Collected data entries

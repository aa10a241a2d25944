// f90nmlrs/src/lib.rs

//! A Rust-native library for parsing and generating Fortran 90 namelists.
//!
//! This library provides functionality to:
//! - Parse Fortran namelist files into an ordered [`Namelist`] document
//! - Generate Fortran namelist text from the same structure
//! - Handle Fortran scalars, rank-1 arrays, derived types, repeated groups
//! - Convert to and from JSON (`json` feature)

pub mod error;
pub mod findex;
pub mod fortran_types;
pub mod namelist;
pub mod parser;
pub mod scanner;

use fs_err as fs;
use std::io::Write;
use std::path::Path;

pub use error::{F90nmlError, Result};
pub use fortran_types::FortranValue;
pub use namelist::{write_group, Namelist};
pub use parser::Parser;

/// Parse a Fortran namelist from a file path.
///
/// # Examples
///
/// ```no_run
/// fn main() -> Result<(), f90nmlrs::F90nmlError> {
///     let nml = f90nmlrs::read("pw.in")?;
///     println!("{:#?}", nml);
///     Ok(())
/// }
/// ```
pub fn read<P: AsRef<Path>>(path: P) -> Result<Namelist> {
    let path = path.as_ref();
    log::debug!("reading namelist from {}", path.display());
    let contents = fs::read_to_string(path)?;
    reads(&contents)
}

/// Parse a Fortran namelist from a string.
///
/// # Examples
///
/// ```
/// fn main() -> Result<(), f90nmlrs::F90nmlError> {
///     let nml = f90nmlrs::reads("&data_nml x=1 y=2.0 z=.true. /")?;
///     assert_eq!(nml.get_group("data_nml").unwrap().get_i64("x"), Some(1));
///     Ok(())
/// }
/// ```
pub fn reads(content: &str) -> Result<Namelist> {
    Parser::new(content)?.parse()
}

/// Write a namelist document to a file.
///
/// # Examples
///
/// ```no_run
/// # use f90nmlrs::Namelist;
/// # fn main() -> Result<(), f90nmlrs::F90nmlError> {
/// let mut nml = Namelist::new();
/// nml.insert_group("control")
///    .insert("calculation", "scf")
///    .insert("nstep", 50)
///    .insert("tprnfor", true);
///
/// f90nmlrs::write(&nml, "pw.in")?;
/// # Ok(())
/// # }
/// ```
pub fn write<P: AsRef<Path>>(nml: &Namelist, path: P) -> Result<()> {
    write_with_options(nml, path, &WriteOptions::default())
}

/// Write a namelist document to a file with specific options.
///
/// Fails with [`F90nmlError::FileAlreadyExists`] unless `options.force`
/// is set or the file does not exist yet.
pub fn write_with_options<P: AsRef<Path>>(
    nml: &Namelist,
    path: P,
    options: &WriteOptions,
) -> Result<()> {
    let path = path.as_ref();

    if !options.force && path.exists() {
        return Err(F90nmlError::FileAlreadyExists(path.to_path_buf()));
    }

    let mut file = fs::File::create(path)?;
    write_to_writer(nml, &mut file, options)
}

/// Write a namelist document to any writer implementing the Write trait.
pub fn write_to_writer<W: Write>(
    nml: &Namelist,
    writer: &mut W,
    options: &WriteOptions,
) -> Result<()> {
    nml.write_groups(writer, options)?;
    writer.flush()?;
    Ok(())
}

/// Options for controlling namelist output formatting.
#[derive(Debug, Clone)]
pub struct WriteOptions {
    /// Force overwrite existing files
    pub force: bool,
    /// Column width for output formatting
    pub column_width: usize,
    /// Indentation string (spaces or tabs)
    pub indent: String,
    /// Whether to add commas at the end of lines
    pub end_comma: bool,
    /// Whether to use uppercase for group and variable names
    pub uppercase: bool,
    /// Float formatting precision
    pub float_precision: Option<usize>,
    /// Whether to sort namelist groups alphabetically
    pub sort_groups: bool,
    /// Whether to sort variables within groups alphabetically
    pub sort_variables: bool,
    /// Index of the first element of derived-type arrays (Fortran default: 1)
    pub default_start_index: i32,
}

impl Default for WriteOptions {
    fn default() -> Self {
        Self {
            force: false,
            column_width: 72,
            indent: "    ".to_string(),
            end_comma: false,
            uppercase: false,
            float_precision: None,
            sort_groups: false,
            sort_variables: false,
            default_start_index: 1,
        }
    }
}

#[cfg(feature = "json")]
/// Convert a namelist to JSON string.
pub fn to_json(nml: &Namelist) -> Result<String> {
    serde_json::to_string_pretty(nml).map_err(F90nmlError::from)
}

#[cfg(feature = "json")]
/// Parse a namelist from JSON string.
pub fn from_json(json: &str) -> Result<Namelist> {
    serde_json::from_str(json).map_err(F90nmlError::from)
}
// f90nmlrs/src/fortran_types/value.rs

//! Core FortranValue enum and basic operations.

use crate::error::{F90nmlError, Result};
use crate::namelist::Namelist;
use serde::{Deserialize, Serialize};
use std::fmt;

/// Represents a Fortran value that can appear in a namelist.
///
/// A value is either a scalar, a rank-1 array, or a nested group. Nested
/// groups appear at the top level of a document as namelist groups and
/// inside groups as derived types.
#[derive(Debug, Clone, PartialEq, Serialize, Deserialize)]
#[serde(untagged)]
pub enum FortranValue {
    /// Integer value
    Integer(i64),

    /// Real (floating-point) value
    Real(f64),

    /// Complex value (real, imaginary)
    Complex(f64, f64),

    /// Logical (boolean) value
    Logical(bool),

    /// Character string
    Character(String),

    /// Array of values
    Array(Vec<FortranValue>),

    /// Namelist group, or derived type when nested inside a group
    Group(Namelist),

    /// Null/unset value
    Null,
}

impl FortranValue {
    /// Create a new character value.
    pub fn character<S: Into<String>>(value: S) -> Self {
        FortranValue::Character(value.into())
    }

    /// Get the type name as a string.
    pub fn type_name(&self) -> &'static str {
        match self {
            FortranValue::Integer(_) => "integer",
            FortranValue::Real(_) => "real",
            FortranValue::Complex(_, _) => "complex",
            FortranValue::Logical(_) => "logical",
            FortranValue::Character(_) => "character",
            FortranValue::Array(_) => "array",
            FortranValue::Group(_) => "group",
            FortranValue::Null => "null",
        }
    }

    /// Check if this value is a group.
    pub fn is_group(&self) -> bool {
        matches!(self, FortranValue::Group(_))
    }

    /// Check if this value is an array whose elements are all groups.
    ///
    /// This is how repeated namelist groups and derived-type arrays are
    /// represented.
    pub fn is_group_array(&self) -> bool {
        match self {
            FortranValue::Array(values) => {
                !values.is_empty()
                    && values
                        .iter()
                        .all(|v| matches!(v, FortranValue::Group(_) | FortranValue::Null))
                    && values.iter().any(FortranValue::is_group)
            }
            _ => false,
        }
    }

    fn conversion_error(&self, to: &str) -> F90nmlError {
        F90nmlError::TypeConversion {
            from: self.type_name().to_string(),
            to: to.to_string(),
            value: self.summary(),
        }
    }

    /// Try to convert to an integer.
    pub fn as_integer(&self) -> Result<i64> {
        match self {
            FortranValue::Integer(i) => Ok(*i),
            FortranValue::Real(f)
                if f.fract() == 0.0 && *f >= i64::MIN as f64 && *f <= i64::MAX as f64 =>
            {
                Ok(*f as i64)
            }
            _ => Err(self.conversion_error("integer")),
        }
    }

    /// Try to convert to a real number.
    pub fn as_real(&self) -> Result<f64> {
        match self {
            FortranValue::Real(f) => Ok(*f),
            FortranValue::Integer(i) => Ok(*i as f64),
            _ => Err(self.conversion_error("real")),
        }
    }

    /// Try to convert to a complex number.
    pub fn as_complex(&self) -> Result<(f64, f64)> {
        match self {
            FortranValue::Complex(r, i) => Ok((*r, *i)),
            FortranValue::Real(f) => Ok((*f, 0.0)),
            FortranValue::Integer(i) => Ok((*i as f64, 0.0)),
            _ => Err(self.conversion_error("complex")),
        }
    }

    /// Try to convert to a logical value.
    pub fn as_logical(&self) -> Result<bool> {
        match self {
            FortranValue::Logical(b) => Ok(*b),
            _ => Err(self.conversion_error("logical")),
        }
    }

    /// Try to convert to a string.
    pub fn as_character(&self) -> Result<&str> {
        match self {
            FortranValue::Character(s) => Ok(s),
            _ => Err(self.conversion_error("character")),
        }
    }

    /// Try to convert to an array.
    pub fn as_array(&self) -> Result<&[FortranValue]> {
        match self {
            FortranValue::Array(arr) => Ok(arr),
            _ => Err(self.conversion_error("array")),
        }
    }

    /// Try to convert to a group.
    pub fn as_group(&self) -> Result<&Namelist> {
        match self {
            FortranValue::Group(group) => Ok(group),
            _ => Err(self.conversion_error("group")),
        }
    }

    /// Get a mutable reference to the group, if this is one.
    pub fn as_group_mut(&mut self) -> Option<&mut Namelist> {
        match self {
            FortranValue::Group(group) => Some(group),
            _ => None,
        }
    }

    /// Get a summary of this value for debugging/logging.
    pub fn summary(&self) -> String {
        match self {
            FortranValue::Integer(i) => format!("integer({})", i),
            FortranValue::Real(f) => format!("real({:.6})", f),
            FortranValue::Complex(r, i) => format!("complex({:.3}, {:.3})", r, i),
            FortranValue::Logical(b) => format!("logical({})", b),
            FortranValue::Character(s) => {
                let preview = if s.chars().count() > 20 {
                    format!("{}...", s.chars().take(17).collect::<String>())
                } else {
                    s.clone()
                };
                format!("character(\"{}\")", preview)
            }
            FortranValue::Array(arr) => format!("array[{}]", arr.len()),
            FortranValue::Group(group) => format!("group({} entries)", group.len()),
            FortranValue::Null => "null".to_string(),
        }
    }
}

impl fmt::Display for FortranValue {
    fn fmt(&self, f: &mut fmt::Formatter<'_>) -> fmt::Result {
        use crate::fortran_types::formatting::FormatOptions;
        write!(
            f,
            "{}",
            self.to_fortran_string_with_options(&FormatOptions::default())
        )
    }
}
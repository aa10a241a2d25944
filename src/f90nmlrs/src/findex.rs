// f90nmlrs/src/findex.rs

//! Fortran-style rank-1 array indexing.
//!
//! Handles the index part of an assignment target such as `x(3)`,
//! `x(2:5)`, `x(1:9:2)` or `x(:)`, and maps it onto zero-based vector
//! positions given the array's starting index.

use crate::error::{F90nmlError, Result};

/// Largest number of elements an array may grow to while decoding.
pub const MAX_ARRAY_LEN: usize = 1 << 20;

/// The `start:end:stride` triplet of a single index.
#[derive(Debug, Clone, Copy, PartialEq, Eq)]
pub struct IndexRange {
    /// Starting index (None means implicit)
    pub start: Option<i64>,
    /// Ending index (None means implicit)
    pub end: Option<i64>,
    /// Stride (None means 1)
    pub stride: Option<i64>,
}

impl IndexRange {
    /// Create a new index range.
    pub fn new(start: Option<i64>, end: Option<i64>, stride: Option<i64>) -> Self {
        Self { start, end, stride }
    }

    /// Create a single index.
    pub fn single(index: i64) -> Self {
        Self {
            start: Some(index),
            end: Some(index),
            stride: None,
        }
    }

    /// Create a simple range from start to end.
    pub fn range(start: i64, end: i64) -> Self {
        Self {
            start: Some(start),
            end: Some(end),
            stride: None,
        }
    }

    /// Check if this is a single element (`x(3)`).
    pub fn is_single(&self) -> bool {
        self.start.is_some() && self.start == self.end && self.stride.is_none()
    }

    /// Zero-based vector positions addressed by this range.
    ///
    /// `count` is the number of values on the right-hand side. A single
    /// index or an open-ended range fills consecutive positions, a closed
    /// range addresses exactly its elements and rejects extra values.
    pub fn positions(&self, variable: &str, first_index: i64, count: usize) -> Result<Vec<usize>> {
        let stride = self.stride.unwrap_or(1);
        if stride <= 0 {
            return Err(self.error(variable, "stride must be positive"));
        }

        let start = self.start.unwrap_or(first_index);
        if start < first_index {
            return Err(self.error(
                variable,
                &format!("index is below the first index {}", first_index),
            ));
        }

        let available = match self.end {
            Some(end) if !self.is_single() => {
                if end < start {
                    return Err(self.error(variable, "end index precedes start index"));
                }
                let len = ((end - start) / stride + 1) as usize;
                if count > len {
                    return Err(self.error(
                        variable,
                        &format!("{} values assigned to {} elements", count, len),
                    ));
                }
                len.min(count)
            }
            _ => count,
        };

        (0..available)
            .map(|i| {
                (i as i64)
                    .checked_mul(stride)
                    .and_then(|offset| start.checked_sub(first_index)?.checked_add(offset))
                    .and_then(|position| usize::try_from(position).ok())
                    .filter(|position| *position < MAX_ARRAY_LEN)
                    .ok_or_else(|| {
                        self.error(
                            variable,
                            &format!("index exceeds the array length limit of {}", MAX_ARRAY_LEN),
                        )
                    })
            })
            .collect()
    }

    fn error(&self, variable: &str, message: &str) -> F90nmlError {
        F90nmlError::invalid_index(variable, self.to_string().as_str(), message)
    }
}

impl std::fmt::Display for IndexRange {
    fn fmt(&self, f: &mut std::fmt::Formatter<'_>) -> std::fmt::Result {
        if self.is_single() {
            if let Some(start) = self.start {
                return write!(f, "{}", start);
            }
        }
        if let Some(start) = self.start {
            write!(f, "{}", start)?;
        }
        write!(f, ":")?;
        if let Some(end) = self.end {
            write!(f, "{}", end)?;
        }
        if let Some(stride) = self.stride {
            write!(f, ":{}", stride)?;
        }
        Ok(())
    }
}
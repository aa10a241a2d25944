// src/lib.rs

//! Recursive Fortran namelists.
//!
//! A [`Namelist`] is an ordered key/value container whose values may be
//! nested namelists. It layers named field access, declared (reserved)
//! fields and serialization-time transform hooks over the flat codec in
//! [`f90nmlrs`].
//!
//! ```
//! use espressors_namelist::{Namelist, TransformOptions};
//!
//! let mut input = Namelist::from_string("&control calculation = 'scf' /")?;
//! input
//!     .child_mut("control")
//!     .unwrap()
//!     .set_field("nstep", 50)?;
//!
//! let text = input.to_string_with(&TransformOptions::new())?;
//! assert!(text.contains("nstep = 50"));
//! # Ok::<(), espressors_namelist::NamelistError>(())
//! ```

pub mod error;
pub mod fields;
pub mod io;
pub mod namelist;
pub mod paths;
pub mod transform;
pub mod value;

pub use error::{NamelistError, Result};
pub use f90nmlrs::Namelist as FlatNamelist;
pub use f90nmlrs::{FortranValue, WriteOptions};
pub use fields::{NoFields, ReservedFields};
pub use namelist::{Namelist, OverwritePolicy};
pub use transform::{Transform, TransformFn, TransformOptions};
pub use value::Value;
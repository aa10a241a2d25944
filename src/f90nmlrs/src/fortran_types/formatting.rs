// f90nmlrs/src/fortran_types/formatting.rs

//! Formatting options and output logic for Fortran values.

use super::value::FortranValue;

/// Formatting options for Fortran value output.
#[derive(Debug, Clone)]
pub struct FormatOptions {
    /// Whether to use uppercase for logical values
    pub uppercase: bool,
    /// Precision for floating-point numbers
    pub float_precision: Option<usize>,
}

impl Default for FormatOptions {
    fn default() -> Self {
        Self {
            uppercase: false,
            float_precision: None,
        }
    }
}

impl FortranValue {
    /// Format this value as it would appear in a Fortran namelist with basic options.
    pub fn to_fortran_string(&self, uppercase: bool) -> String {
        let options = FormatOptions {
            uppercase,
            ..Default::default()
        };
        self.to_fortran_string_with_options(&options)
    }

    /// Format this value with detailed formatting options.
    ///
    /// Groups have no inline representation. The group writer expands
    /// them into `name%field = value` assignments and refuses value lists
    /// that hold one; here they show as a summary only.
    pub fn to_fortran_string_with_options(&self, options: &FormatOptions) -> String {
        match self {
            FortranValue::Integer(i) => i.to_string(),
            FortranValue::Real(f) => format_real(*f, options),
            FortranValue::Complex(r, i) => {
                format!("({}, {})", format_real(*r, options), format_real(*i, options))
            }
            FortranValue::Logical(b) => format_logical(*b, options),
            FortranValue::Character(s) => format_string(s),
            FortranValue::Array(arr) => arr
                .iter()
                .map(|v| v.to_fortran_string_with_options(options))
                .collect::<Vec<_>>()
                .join(", "),
            FortranValue::Group(_) => self.summary(),
            FortranValue::Null => String::new(),
        }
    }
}

fn format_real(value: f64, options: &FormatOptions) -> String {
    if value.is_infinite() {
        if value > 0.0 {
            "+inf".to_string()
        } else {
            "-inf".to_string()
        }
    } else if value.is_nan() {
        "nan".to_string()
    } else if let Some(precision) = options.float_precision {
        let s = format!("{:.precision$}", value, precision = precision);
        if s.contains('.') {
            s
        } else {
            format!("{}.0", s)
        }
    } else {
        // Debug output always carries a '.' or an exponent, so the value
        // reads back as a real and not an integer.
        format!("{:?}", value)
    }
}

fn format_logical(value: bool, options: &FormatOptions) -> String {
    match (value, options.uppercase) {
        (true, false) => ".true.".to_string(),
        (false, false) => ".false.".to_string(),
        (true, true) => ".TRUE.".to_string(),
        (false, true) => ".FALSE.".to_string(),
    }
}

fn format_string(value: &str) -> String {
    format!("'{}'", value.replace('\'', "''"))
}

**What is required**
When a line among the entries contains "reads", pull that line out.

**Solution to this problem**
    reads(&contents)
///     let nml = f90nmlrs::reads("&data_nml x=1 y=2.0 z=.true. /")?;
pub fn reads(content: &str) -> Result<Namelist> {
        // reads back as a real and not an integer.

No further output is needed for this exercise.